By Frederick H. Lowe, BlackmansStreet.Today

Malcolm X

Cyrus Vance, Jr., the Manhattan District Attorney, has agreed to review the conviction of Muhammad Abdul Aziz, who was arrested, convicted and sentenced to life in prison for the murder of Malcolm X although no physical evidence linked Aziz to the assassination.
The Innocence Project, which is based in New York City, is working with the district attorney’s Conviction Integrity Unit and Civil Rights Attorney David B. Shanies to re-investigate Aziz’s 1966 conviction.
The Manhattan District Attorney’s Office decided to re-investigate the assassination following the broadcast of the seven-part Netflix documentary “Who Killed Malcolm X” by historian Abdur-Rahman Muhammad and others.
The documentary covers much of what has already been written in “The Autobiography of Malcolm X,” by Alex Haley and Malcolm X. The documentary also examines in detail the split between Malcolm X and the Honorable Elijah Muhammad, head of the Chicago-based Nation of Islam.
It is augmented with black and white photographs. In addition, there are black and white and color news clips of Malcolm X, and the Honorable Elijah Muhammad speaking about their growing difficulties with each other that led to Malcolm X leaving the Nation of Islam. The documentary also interviewed current and former members of the Nation of Islam and close associates of Malcolm X.
The split and Malcolm’s death accomplished what J. Edgar Hoover, head of the FBI, and the New York City police and some members of the Nation of Islam wanted because they feared and were envious of Malcolm X’s oratorical skills and his organizing ability, according to the documentary.
The documentary opens with Malcolm X’s very public assassination in Harlem’s Audubon Ballroom before a large audience of supporters.
Malcolm X is carried from the Audubon Ballroom where he was fatally shot.
Moments after Malcolm X took the stage at 3:30 p.m. on February 21, 1965, a team of five gunmen began shooting, terrifying the men and women who scrambled for cover knocking over chairs in the ballroom to escape.
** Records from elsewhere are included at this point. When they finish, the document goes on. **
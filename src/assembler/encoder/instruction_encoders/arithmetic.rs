/*
Copyright 2025 Connor Nolan

Licensed under the Apache License, Version 2.0 (the "License");
you may not use this file except in compliance with the License.
You may obtain a copy of the License at

    http://www.apache.org/licenses/LICENSE-2.0

Unless required by applicable law or agreed to in writing, software
distributed under the License is distributed on an "AS IS" BASIS,
WITHOUT WARRANTIES OR CONDITIONS OF ANY KIND, either express or implied.
See the License for the specific language governing permissions and
limitations under the License.
*/

use super::one;
use crate::assembler::encoder::constants::*;
use crate::assembler::encoder::operand_kinds::OperandKind::*;
use crate::assembler::encoder::{InstructionTable, Variant};

/// The eight ALU ops that share the `op A, r8` / `op A, d8` shapes: each
/// also has an implicit-accumulator form (`op r8`, `op d8`) the real
/// assembler syntax allows.
fn alu_family(table: &mut InstructionTable, mnemonic: &'static str, r_base: u8, d8_opcode: u8) {
    one(
        table,
        mnemonic,
        Variant {
            signature: &[A, Reg8],
            size: 1,
            wildcard: false,
            macro_forbidden: false,
            labels_before_only: false,
            skip_first_pass: false,
            encode: Box::new(move |ops, _| Ok(vec![r_base | ops[1] as u8])),
        },
    );
    one(
        table,
        mnemonic,
        Variant {
            signature: &[Reg8],
            size: 1,
            wildcard: false,
            macro_forbidden: false,
            labels_before_only: false,
            skip_first_pass: false,
            encode: Box::new(move |ops, _| Ok(vec![r_base | ops[0] as u8])),
        },
    );
    one(
        table,
        mnemonic,
        Variant {
            signature: &[A, Raw8],
            size: 2,
            wildcard: false,
            macro_forbidden: false,
            labels_before_only: false,
            skip_first_pass: false,
            encode: Box::new(move |ops, _| Ok(vec![d8_opcode, ops[1] as u8])),
        },
    );
    one(
        table,
        mnemonic,
        Variant {
            signature: &[Raw8],
            size: 2,
            wildcard: false,
            macro_forbidden: false,
            labels_before_only: false,
            skip_first_pass: false,
            encode: Box::new(move |ops, _| Ok(vec![d8_opcode, ops[0] as u8])),
        },
    );
}

pub fn register(table: &mut InstructionTable) {
    alu_family(table, "ADD", ADD_A_R_BASE, ADD_A_D8_OPCODE);
    alu_family(table, "ADC", ADC_A_R_BASE, ADC_A_D8_OPCODE);
    alu_family(table, "SUB", SUB_A_R_BASE, SUB_A_D8_OPCODE);
    alu_family(table, "SBC", SBC_A_R_BASE, SBC_A_D8_OPCODE);
    alu_family(table, "AND", AND_A_R_BASE, AND_A_D8_OPCODE);
    alu_family(table, "XOR", XOR_A_R_BASE, XOR_A_D8_OPCODE);
    alu_family(table, "OR", OR_A_R_BASE, OR_A_D8_OPCODE);
    alu_family(table, "CP", CP_A_R_BASE, CP_A_D8_OPCODE);

    one(
        table,
        "ADD",
        Variant {
            signature: &[Hl, Reg16Sp],
            size: 1,
            wildcard: false,
            macro_forbidden: false,
            labels_before_only: false,
            skip_first_pass: false,
            encode: Box::new(|ops, _| Ok(vec![ADD_HL_RR_BASE + (ops[1] as u8) * 16])),
        },
    );

    one(
        table,
        "ADD",
        Variant {
            signature: &[Sp, Raw8],
            size: 2,
            wildcard: false,
            macro_forbidden: false,
            labels_before_only: false,
            skip_first_pass: false,
            encode: Box::new(|ops, _| Ok(vec![ADD_SP_E8_OPCODE, ops[1] as u8])),
        },
    );

    one(
        table,
        "INC",
        Variant {
            signature: &[Reg8],
            size: 1,
            wildcard: false,
            macro_forbidden: false,
            labels_before_only: false,
            skip_first_pass: false,
            encode: Box::new(|ops, _| Ok(vec![INC_R_BASE + (ops[0] as u8) * 8])),
        },
    );
    one(
        table,
        "DEC",
        Variant {
            signature: &[Reg8],
            size: 1,
            wildcard: false,
            macro_forbidden: false,
            labels_before_only: false,
            skip_first_pass: false,
            encode: Box::new(|ops, _| Ok(vec![DEC_R_BASE + (ops[0] as u8) * 8])),
        },
    );

    one(
        table,
        "INC",
        Variant {
            signature: &[Reg16Sp],
            size: 1,
            wildcard: false,
            macro_forbidden: false,
            labels_before_only: false,
            skip_first_pass: false,
            encode: Box::new(|ops, _| Ok(vec![INC_RR_BASE + (ops[0] as u8) * 16])),
        },
    );
    one(
        table,
        "DEC",
        Variant {
            signature: &[Reg16Sp],
            size: 1,
            wildcard: false,
            macro_forbidden: false,
            labels_before_only: false,
            skip_first_pass: false,
            encode: Box::new(|ops, _| Ok(vec![DEC_RR_BASE + (ops[0] as u8) * 16])),
        },
    );
}

#[cfg(test)]
mod tests {
    use super::*;
    use crate::assembler::encoder::EncodeCtx;

    fn ctx() -> EncodeCtx<'static> {
        EncodeCtx {
            next_address: 0,
            file: "f.asm",
            line: 1,
        }
    }

    #[test]
    fn add_a_r8_and_implicit_accumulator_form_agree() {
        let mut table = InstructionTable::new();
        register(&mut table);
        let c = ctx();
        assert_eq!((table["ADD"][0].encode)(&[0, 2], &c).unwrap(), vec![0x82]); // ADD A, D
        assert_eq!((table["ADD"][1].encode)(&[2], &c).unwrap(), vec![0x82]); // ADD D
    }

    #[test]
    fn cp_a_d8_uses_its_fixed_opcode() {
        let mut table = InstructionTable::new();
        register(&mut table);
        let c = ctx();
        assert_eq!(
            (table["CP"][2].encode)(&[0, 0x10], &c).unwrap(),
            vec![0xFE, 0x10]
        );
    }

    #[test]
    fn inc_dec_r16_pack_the_pair_index_into_the_base() {
        let mut table = InstructionTable::new();
        register(&mut table);
        let c = ctx();
        assert_eq!((table["INC"][1].encode)(&[2], &c).unwrap(), vec![0x23]); // INC HL
        assert_eq!((table["DEC"][1].encode)(&[3], &c).unwrap(), vec![0x3B]); // DEC SP
    }
}
/*
Copyright 2025 Connor Nolan

Licensed under the Apache License, Version 2.0 (the "License");
you may not use this file except in compliance with the License.
You may obtain a copy of the License at

    http://www.apache.org/licenses/LICENSE-2.0

Unless required by applicable law or agreed to in writing, software
distributed under the License is distributed on an "AS IS" BASIS,
WITHOUT WARRANTIES OR CONDITIONS OF ANY KIND, either express or implied.
See the License for the specific language governing permissions and
limitations under the License.
*/

use std::collections::HashMap;

use crate::ast::SourceLine;

/// A formal macro parameter, named by its entry in the `.MACRODEF` line.
/// `Label` parameters (written `=NAME` in the def) are bound into the
/// expansion's label map; `Value` parameters are bound into its
/// definitions map as `Raw16`.
#[derive(Debug, Clone, PartialEq, Eq)]
pub enum MacroParam {
    Label(String),
    Value(String),
}

#[derive(Clone)]
pub struct MacroDef {
    pub name: String,
    pub params: Vec<MacroParam>,
    pub body: Vec<SourceLine>,
}

pub type MacroTable = HashMap<String, MacroDef>;

pub fn parse_macro_params(tokens: &[String]) -> Vec<MacroParam> {
    tokens
        .iter()
        .map(|t| match t.strip_prefix('=') {
            Some(name) => MacroParam::Label(name.to_uppercase()),
            None => MacroParam::Value(t.to_uppercase()),
        })
        .collect()
}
New York City police quickly arrested Azziz (then known as Norman 3X Butler), Mujahid Abul Halim (then known as Talmadge Hayer and Thomas Hagan) and Khalil Islam(then known as Thomas 15X Johnson) for the murder.
Halim admitted to participating in the assassination. Malcolm X’s bodyguards shot him in the leg, captured and beat him in the Audubon until police rescued him.
He has always said Aziz and Islam had nothing to do with the killing. Islam died in 2009. Aziz who is 81 is still trying to clear his name. A former member of the U.S. Navy, he was paroled in 1985.
“I just want to testify that Butler [Aziz] and Johnson [Islam] had nothing to do with it … I was there, I know what happened and I know the people who were there,” Halim said.
At the time of Malcolm X’s murder, Aziz was a patient in a nursing home where he was being treated for recent leg injuries. A physician who treated testified in Aziz’s defense.
“We are grateful that District Attorney Vance quickly agreed to conduct a review of the conviction of Muhammad Aziz. Given the historical importance of this case and the fact that our client is 81 years old, we are especially encouraged that Mr. Vance has assigned two highly respected prosecutors, Peter Casolaro and Charles King to work on this re-investigation,” Innocence Project and David B. Shanies Shanies Law Office, said in a joint statement.
Halim initially refused to name the other gunmen.
In 1978, Halim changed his mind and named the other four gunmen to lawyer William Kunstler, who provided the names and addresses of the killers and laid out a detailed timeline of the assassination plot. The gunmen were members of the Newark, New Jersey, Nation of Islam mosque, according to the documentary.
Kunstler obtained previously undisclosed FBI documents through the Freedom of Information Act that supported Halim’s account. Judge Harold Rothwax rejected Kunstler’s motion to vacate the convictions of Aziz and Islam.
Aziz said he was laying on the couch with his foot up listening to the radio when he heard Malcolm X had been assassinated.